2016-02-29 Thread Thomas Munro
On Mon, Feb 29, 2016 at 9:05 PM, Amit Langote
 wrote:
>
> Hi Thomas,
>
> On 2016/02/29 15:20, Thomas Munro wrote:
>> Thanks for looking at the patch!  Here is a new version with the
>> following changes:
>>
>> 1.  Some draft user documentation has been added, as requested.
>
> Just to clarify, in:
>
> + servers.  A transaction that is run with
> causal_reads set
> + to on is guaranteed either to see the effects of all
> + completed transactions run on the primary with the setting on, or to
> + receive an error "standby is not available for causal reads".
>
> "A transaction that is run" means "A transaction that is run on a
> standby", right?

Well, it could be any server, standby or primary.  Of course standbys
are the interesting case since it it was already true that if you run
two sequential transactions run on the primary, the second can see the
effect of the first, but I like the idea of a general rule that
applies anywhere, allowing you not to care which server it is.
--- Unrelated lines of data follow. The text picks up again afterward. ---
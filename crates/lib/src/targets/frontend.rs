//! The frontend bundle. Shared by every distribution of a release.

use std::path::{Path, PathBuf};
use std::sync::Arc;

use async_trait::async_trait;

use super::{Release, product_flags};
use crate::argument::CacheVolume;
use crate::arguments::{BUILD_CACHE, FRONTEND_COMMAND, SOURCE_DIR};
use crate::artifact::{Artifact, ArtifactError, ArtifactHandler, ArtifactInitializer, ArtifactType, BuildOpts, InitContext};
use crate::engine::{Builder, Engine};
use crate::flag::{Flag, parse_flags};

pub struct FrontendHandler {
  pub release: Release,
  source: PathBuf,
  command: String,
  cache: CacheVolume,
}

#[async_trait]
impl ArtifactHandler for FrontendHandler {
  fn filename(&self) -> Result<String, ArtifactError> {
    Ok(format!("public/{}", self.release.stem()))
  }

  async fn dependencies(&self) -> Result<Vec<Arc<Artifact>>, ArtifactError> {
    Ok(vec![])
  }

  async fn builder(&self, _opts: &BuildOpts<'_>) -> Result<Builder, ArtifactError> {
    let product = &self.release.product;
    Ok(
      Builder::new("frontend")
        .with_workdir(&self.source)
        .with_env("VERSION", &self.release.version)
        .with_env("BUILD_ID", &self.release.build_id)
        .with_env("PACKAGE_NAME", &product.package_name)
        .with_env("ENTERPRISE", if product.enterprise { "1" } else { "0" })
        .with_env("NODE_ENV", "production")
        .with_cache("YARN_CACHE_FOLDER", self.cache.path.join("yarn"))
        .with_command(&self.command),
    )
  }

  async fn build_dir(&self, builder: &Builder, opts: &BuildOpts<'_>) -> Result<PathBuf, ArtifactError> {
    Ok(opts.engine.run(builder).await?)
  }

  async fn verify_directory(&self, _engine: &Engine, dir: &Path) -> Result<(), ArtifactError> {
    let mut entries = tokio::fs::read_dir(dir).await?;
    if entries.next_entry().await?.is_none() {
      return Err(ArtifactError::Verification(format!(
        "frontend bundle {} is empty",
        dir.display()
      )));
    }
    Ok(())
  }
}

pub struct FrontendInitializer;

#[async_trait]
impl ArtifactInitializer for FrontendInitializer {
  fn name(&self) -> &'static str {
    "frontend"
  }

  fn artifact_type(&self) -> ArtifactType {
    ArtifactType::Directory
  }

  fn flags(&self) -> Vec<Flag> {
    product_flags()
  }

  async fn initialize(&self, descriptor: &str, ctx: &InitContext) -> Result<Arc<Artifact>, ArtifactError> {
    let flags = self.flags();
    let options = parse_flags(descriptor, &flags)?;
    let handler = FrontendHandler {
      release: Release::resolve(&options, &ctx.state).await?,
      source: ctx.state.directory(&SOURCE_DIR).await?,
      command: ctx.state.string(&FRONTEND_COMMAND).await?,
      cache: ctx.state.cache_volume(&BUILD_CACHE).await?,
    };
    Ok(ctx.artifact(descriptor, self.artifact_type(), flags, handler))
  }
}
> By the way, is there some discussion in our existing
> documentation to refer to about causal consistency in single node case?  I
> don't know maybe that will help ease into the new feature.  Grepping the
> existing source tree doesn't reveal the term "causal", so maybe even a
> single line in the patch mentioning "single node operation trivially
> implies (or does it?) causal consistency" would help.  Thoughts?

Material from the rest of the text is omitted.